Untuk diketahui, pengusiran tersebut terjadi saat Komisi VII memiliki agenda Rapat Dengar Pendapat (RDP) dengan Dirjen ILMATE Kementerian Perindustrian (Kemenperin), dan Direktur Utama PT Krakatau Steel (Persero) Tbk Silmy Karim terkait beberapa hal.
Di antaranya, perkembangan smelter di Kalimantan Selatan, blast furnace yang mangkrak, penjelasan terkait impor baja, dan lain-lain.
Dalam paparannya, Silmy menjelaskan bahwa penghentian operasional blash furnace tersebut karena alasan rugi.
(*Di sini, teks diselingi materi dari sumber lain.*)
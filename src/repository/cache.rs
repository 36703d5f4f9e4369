// src/repository/cache.rs

//! On-disk metadata cache
//!
//! One directory per repository under the cache root, holding the raw
//! metalink, `repomd.xml` and the typed metadata files under the basename
//! of their href:
//!
//! ```text
//! <root>/fedora/metalink
//! <root>/fedora/repomd.xml
//! <root>/fedora/a3f7...-primary.xml.gz
//! ```
//!
//! Files are truncated and rewritten on every fetch.

use crate::error::{Error, Result};
use std::fs::{self, File};
use std::path::{Path, PathBuf};

/// Cache file name of the metalink document
pub const METALINK_FILE: &str = "metalink";

/// Cache file name of the repository index
pub const REPOMD_FILE: &str = "repomd.xml";

/// Handle on the cache root
#[derive(Debug, Clone)]
pub struct MetadataCache {
    root: PathBuf,
}

impl MetadataCache {
    pub fn new(root: impl Into<PathBuf>) -> Self {
        Self { root: root.into() }
    }

    pub fn root(&self) -> &Path {
        &self.root
    }

    /// Directory holding a repository's files
    pub fn repo_dir(&self, repository: &str) -> PathBuf {
        self.root.join(repository)
    }

    /// Path of a cached file
    pub fn path(&self, repository: &str, file_name: &str) -> PathBuf {
        self.repo_dir(repository).join(file_name)
    }

    /// Create (or truncate) a cached file for writing
    pub fn create(&self, repository: &str, file_name: &str) -> Result<File> {
        let dir = self.repo_dir(repository);
        fs::create_dir_all(&dir)
            .map_err(|e| Error::io(format!("failed to create cache directory {}", dir.display()), e))?;

        let path = dir.join(file_name);
        File::create(&path)
            .map_err(|e| Error::io(format!("failed to create {}", path.display()), e))
    }

    /// Read a cached text document
    pub fn read_to_string(&self, repository: &str, file_name: &str) -> Result<String> {
        let path = self.path(repository, file_name);
        fs::read_to_string(&path)
            .map_err(|e| Error::io(format!("failed to read {}", path.display()), e))
    }
}

/// Cache file name for a typed metadata href (its last path segment)
pub fn file_name_from_href(href: &str) -> Result<&str> {
    let trimmed = href.trim().trim_end_matches('/');
    let name = trimmed
        .rsplit('/')
        .next()
        .map(|n| n.split(['?', '#']).next().unwrap_or(n))
        .unwrap_or(trimmed);

    if name.is_empty() || name == "." || name == ".." {
        return Err(Error::MalformedMetadata {
            document: REPOMD_FILE.to_string(),
            reason: format!("location href '{}' has no file name", href),
        });
    }
    Ok(name)
}
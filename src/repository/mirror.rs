// src/repository/mirror.rs

//! Mirror selection from metalink documents
//!
//! Turns the `repomd.xml` entry of a metalink into the ordered list of
//! candidate index URLs. Only https mirrors are eligible; document order is
//! kept since mirror managers already list the preferred mirrors first.

use super::metadata::Metalink;
use crate::error::{Error, Result};
use tracing::debug;
use url::Url;

/// Extract the ordered https candidate URLs for `repomd.xml`
///
/// `source` names the metalink in errors. Performs no network I/O.
pub fn resolve_mirrors(metalink: &Metalink, source: &str) -> Result<Vec<String>> {
    let file = metalink
        .repomd_file()
        .ok_or_else(|| Error::MalformedMetadata {
            document: "metalink".to_string(),
            reason: "no <file name=\"repomd.xml\"> entry".to_string(),
        })?;

    let mut mirrors = Vec::new();
    for candidate in &file.resources.urls {
        let url = candidate.url.trim();
        if is_secure(candidate.protocol.as_deref(), url) {
            mirrors.push(url.to_string());
        } else {
            debug!("Skipping insecure mirror {}", url);
        }
    }

    if mirrors.is_empty() {
        return Err(Error::NoSecureMirror {
            metalink: source.to_string(),
        });
    }

    Ok(mirrors)
}

/// Both the declared protocol (when present) and the URL scheme must be https
fn is_secure(protocol: Option<&str>, url: &str) -> bool {
    if protocol.is_some_and(|p| !p.eq_ignore_ascii_case("https")) {
        return false;
    }
    Url::parse(url).is_ok_and(|u| u.scheme() == "https")
}

/// Index URL for a repository configured with a direct base URL
pub fn index_url_from_baseurl(baseurl: &str) -> String {
    format!("{}/repodata/repomd.xml", baseurl.trim_end_matches('/'))
}

/// Base of the pinned mirror, derived from the index URL that succeeded
///
/// `https://m/fedora/repodata/repomd.xml` gives `https://m/fedora/`, which
/// typed file hrefs (`repodata/...-primary.xml.gz`) are joined to.
pub fn mirror_base(index_url: &str) -> Result<Url> {
    let url = Url::parse(index_url).map_err(|e| Error::Download {
        url: index_url.to_string(),
        reason: format!("invalid URL: {}", e),
    })?;

    let mut base = url.join("./").map_err(|e| Error::Download {
        url: index_url.to_string(),
        reason: format!("cannot derive mirror base: {}", e),
    })?;

    if base.path().trim_end_matches('/').ends_with("/repodata") {
        base = base.join("../").map_err(|e| Error::Download {
            url: index_url.to_string(),
            reason: format!("cannot derive mirror base: {}", e),
        })?;
    }
    base.set_query(None);
    base.set_fragment(None);

    Ok(base)
}

/// Resolve a typed file href against the pinned mirror
///
/// Absolute hrefs are used as-is.
pub fn resolve_href(base: &Url, href: &str) -> Result<String> {
    base.join(href.trim())
        .map(String::from)
        .map_err(|e| Error::MalformedMetadata {
            document: "repomd.xml".to_string(),
            reason: format!("invalid location href '{}': {}", href, e),
        })
}
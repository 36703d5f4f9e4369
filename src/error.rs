// src/error.rs

//! Crate-wide error type
//!
//! Mirror-level failures are recovered inside the fetcher and only show up
//! here once every candidate is exhausted. Everything else is a hard error.

use std::fmt;
use thiserror::Error;

/// Result alias used throughout the crate
pub type Result<T> = std::result::Result<T, Error>;

/// Stage of a repository fetch, used to tell the user where it stopped
#[derive(Debug, Clone, Copy, PartialEq, Eq)]
pub enum FetchStage {
    /// Downloading and parsing the metalink document
    Metalink,
    /// Resolving repomd.xml across the candidate mirrors
    Index,
    /// Downloading a typed metadata file (primary, filelists, ...)
    TypedFile(&'static str),
}

impl fmt::Display for FetchStage {
    fn fmt(&self, f: &mut fmt::Formatter<'_>) -> fmt::Result {
        match self {
            Self::Metalink => write!(f, "metalink"),
            Self::Index => write!(f, "repomd.xml"),
            Self::TypedFile(kind) => write!(f, "{kind} metadata"),
        }
    }
}

#[derive(Error, Debug)]
pub enum Error {
    /// The metalink lists no https mirror for repomd.xml
    #[error("metalink {metalink} lists no https mirror for repomd.xml")]
    NoSecureMirror { metalink: String },

    /// A downloaded artifact did not hash to the trusted digest
    #[error("{algorithm} checksum mismatch for {artifact}: expected {expected}, got {actual}")]
    ChecksumMismatch {
        artifact: String,
        algorithm: String,
        expected: String,
        actual: String,
    },

    /// Every candidate URL failed for an artifact
    #[error("all mirrors failed for {artifact}:\n  {}", attempts.join("\n  "))]
    MirrorsExhausted {
        artifact: String,
        attempts: Vec<String>,
    },

    /// A metadata document is missing a required field or cannot be parsed
    #[error("malformed metadata in {document}: {reason}")]
    MalformedMetadata { document: String, reason: String },

    /// Checksum algorithm we cannot verify
    #[error("unknown checksum algorithm '{0}'")]
    UnknownChecksumAlgorithm(String),

    /// A requested package name is not in the loaded universe
    #[error("package '{0}' not found in any loaded repository")]
    UnknownPackage(String),

    /// No consistent package set exists
    #[error("dependency resolution failed:\n{explanation}")]
    Unsatisfiable { explanation: String },

    /// Transport-level failure for a single URL
    #[error("failed to download {url}: {reason}")]
    Download { url: String, reason: String },

    /// A repository reached the failed state
    #[error("repository '{repository}' failed at {stage}: {source}")]
    Repository {
        repository: String,
        stage: FetchStage,
        #[source]
        source: Box<Error>,
    },

    /// Invalid configuration
    #[error("configuration error: {0}")]
    Config(String),

    /// Parse error outside of repository metadata (versions, config files)
    #[error("parse error: {0}")]
    Parse(String),

    /// I/O error with context
    #[error("{context}: {source}")]
    Io {
        context: String,
        #[source]
        source: std::io::Error,
    },
}

impl Error {
    /// Wrap an I/O error with a short description of what was being done
    pub fn io(context: impl Into<String>, source: std::io::Error) -> Self {
        Self::Io {
            context: context.into(),
            source,
        }
    }

    /// Attach repository and stage context
    pub fn in_repository(self, repository: &str, stage: FetchStage) -> Self {
        Self::Repository {
            repository: repository.to_string(),
            stage,
            source: Box::new(self),
        }
    }

    /// The innermost error, skipping repository context wrappers
    pub fn root(&self) -> &Error {
        match self {
            Self::Repository { source, .. } => source.root(),
            other => other,
        }
    }
}
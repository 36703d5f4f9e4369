// src/resolver/mod.rs

//! Dependency resolution
//!
//! Resolution runs in three steps over an immutable [`Universe`]:
//!
//! 1. Find the requested packages and compute the closure of packages
//!    reachable through their requirements, applying the architecture and
//!    locale filters ([`closure`]).
//! 2. Apply obsoletes as a pre-filter on that closure.
//! 3. Hand the closure to the resolvo SAT solver, one resolvo name per
//!    package name, with candidates in deterministic preference order
//!    ([`provider`]).
//!
//! The result has exactly one package per name. Two runs over the same
//! universe and request produce the same result.

mod closure;
mod plan;
mod provider;
pub mod requirement;

pub use closure::PackageFilter;
pub use plan::{Resolution, ResolvedPackage};

use crate::error::{Error, Result};
use crate::universe::{PackageId, Universe};
use closure::Closure;
use provider::RpmProvider;
use resolvo::{Problem, Solver, UnsolvableOrCancelled};
use std::collections::BTreeSet;
use tracing::{debug, info};

/// Default locale when none is requested
pub const DEFAULT_LOCALE: &str = "en";

/// Architecture preferred among otherwise equal packages unless configured
pub const DEFAULT_PRIMARY_ARCH: &str = "x86_64";

/// What to resolve
#[derive(Debug, Clone, PartialEq, Eq)]
pub struct ResolutionRequest {
    /// Requested top-level package names
    pub names: Vec<String>,
    /// Locale used to choose between language packs
    pub locale: String,
    /// Allowed architectures; empty means everything except source packages
    pub arches: Vec<String>,
    /// Preferred architecture when a name and version exist for several
    pub primary_arch: String,
}

impl ResolutionRequest {
    pub fn new<I, S>(names: I) -> Self
    where
        I: IntoIterator<Item = S>,
        S: Into<String>,
    {
        Self {
            names: names.into_iter().map(Into::into).collect(),
            locale: DEFAULT_LOCALE.to_string(),
            arches: Vec::new(),
            primary_arch: DEFAULT_PRIMARY_ARCH.to_string(),
        }
    }

    pub fn with_locale(mut self, locale: impl Into<String>) -> Self {
        self.locale = locale.into();
        self
    }

    pub fn with_arches<I, S>(mut self, arches: I) -> Self
    where
        I: IntoIterator<Item = S>,
        S: Into<String>,
    {
        self.arches = arches.into_iter().map(Into::into).collect();
        if let Some(first) = self.arches.iter().find(|a| *a != "noarch") {
            self.primary_arch = first.clone();
        }
        self
    }

    pub fn with_primary_arch(mut self, arch: impl Into<String>) -> Self {
        self.primary_arch = arch.into();
        self
    }
}

/// Resolve the closure of the requested packages
///
/// Fails with [`Error::UnknownPackage`] when a requested name has no
/// usable package and with [`Error::Unsatisfiable`] when no consistent
/// package set exists. Never returns a partial set.
pub fn resolve(universe: &Universe, request: &ResolutionRequest) -> Result<Resolution> {
    let filter =
        PackageFilter::new(&request.arches, &request.locale).with_primary_arch(&request.primary_arch);

    let names: BTreeSet<&str> = request.names.iter().map(String::as_str).collect();
    let mut roots: Vec<PackageId> = Vec::new();
    for name in &names {
        let candidates: Vec<PackageId> = universe
            .packages_named(name)
            .iter()
            .copied()
            .filter(|id| filter.allows_arch(universe.package(*id)))
            .collect();
        if candidates.is_empty() {
            return Err(Error::UnknownPackage(name.to_string()));
        }
        roots.extend(candidates);
    }

    info!("Computing closure of {} requested packages", names.len());
    let closure = Closure::compute(universe, &roots, &filter);

    let mut provider = RpmProvider::new(universe, &closure, &filter);
    let mut requirements = Vec::with_capacity(names.len());
    for name in &names {
        let requirement = provider
            .root_requirement(name)
            .ok_or_else(|| Error::UnknownPackage(name.to_string()))?;
        requirements.push(requirement);
    }
    let packages = provider.solvable_packages();

    info!(
        "Solving over {} candidate packages",
        closure.involved.len() + closure.excluded.len()
    );
    let mut solver = Solver::new(provider);
    let problem = Problem::default().requirements(requirements);
    let solution = solver.solve(problem).map_err(|e| match e {
        UnsolvableOrCancelled::Unsolvable(conflict) => Error::Unsatisfiable {
            explanation: conflict.display_user_friendly(&solver).to_string(),
        },
        UnsolvableOrCancelled::Cancelled(_) => Error::Unsatisfiable {
            explanation: "resolution was cancelled".to_string(),
        },
    })?;

    let selection: Vec<PackageId> = solution
        .into_iter()
        .map(|solvable| packages[solvable.0 as usize])
        .collect();
    debug!("Selected {} packages", selection.len());

    Ok(Resolution::from_selection(universe, &selection))
}
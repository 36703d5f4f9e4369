// src/main.rs

mod cli;
mod commands;

use anyhow::Result;
use clap::Parser;
use cli::{Cli, Commands};

fn main() -> Result<()> {
    // Initialize tracing subscriber for logging
    tracing_subscriber::fmt()
        .with_env_filter(
            tracing_subscriber::EnvFilter::try_from_default_env()
                .unwrap_or_else(|_| tracing_subscriber::EnvFilter::new("info")),
        )
        .with_writer(std::io::stderr)
        .init();

    let cli = Cli::parse();

    match cli.command {
        Commands::Fetch { config, cache_dir } => commands::cmd_fetch(&config, cache_dir.as_deref()),
        Commands::Resolve {
            packages,
            config,
            cache_dir,
            input,
            filelists,
            locale,
            arches,
            json,
        } => commands::cmd_resolve(commands::ResolveOptions {
            packages,
            config,
            cache_dir,
            inputs: input,
            filelists,
            locale,
            arches,
            json,
        }),
    }
}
Namun, hal itu dikritik oleh Bambang, sebab dinilai tak sejalan dengan upaya memperkuat produksi dalam negeri.
“Ini bagaimana pabrik blast furnace ini dihentikan, tapi mau memperkuat produksi dalam negeri? Ini jangan maling teriak maling. Jangan kita ikut bermain, tapi pura-pura gak ikut bermain,” kata Bambang, Senin (14/2).
“Maksudnya maling bagaimana?” tanya Silmy seketika menimpali.
Bambang kembali mempertegas pertanyaannya mengenai upaya perusahaan pelat merah itu untuk ambil andil memperkuat industri baja nasional melalui pabrik blast furnace. Silmy pun berusaha menjelaskan.
Namun, respons Silmy itu dinilai oleh Komisi VII tidak sesuai dengan teknis persidangan lantaran berbicara sebelum dipersilakan. Bambang pun geram.
“Ada teknis persidangan. Kok kayaknya Anda enggak pernah menghargai Komisi VII. Kalau sekiranya enggak bisa ngomong di sini, Anda keluar!” kata Bambang.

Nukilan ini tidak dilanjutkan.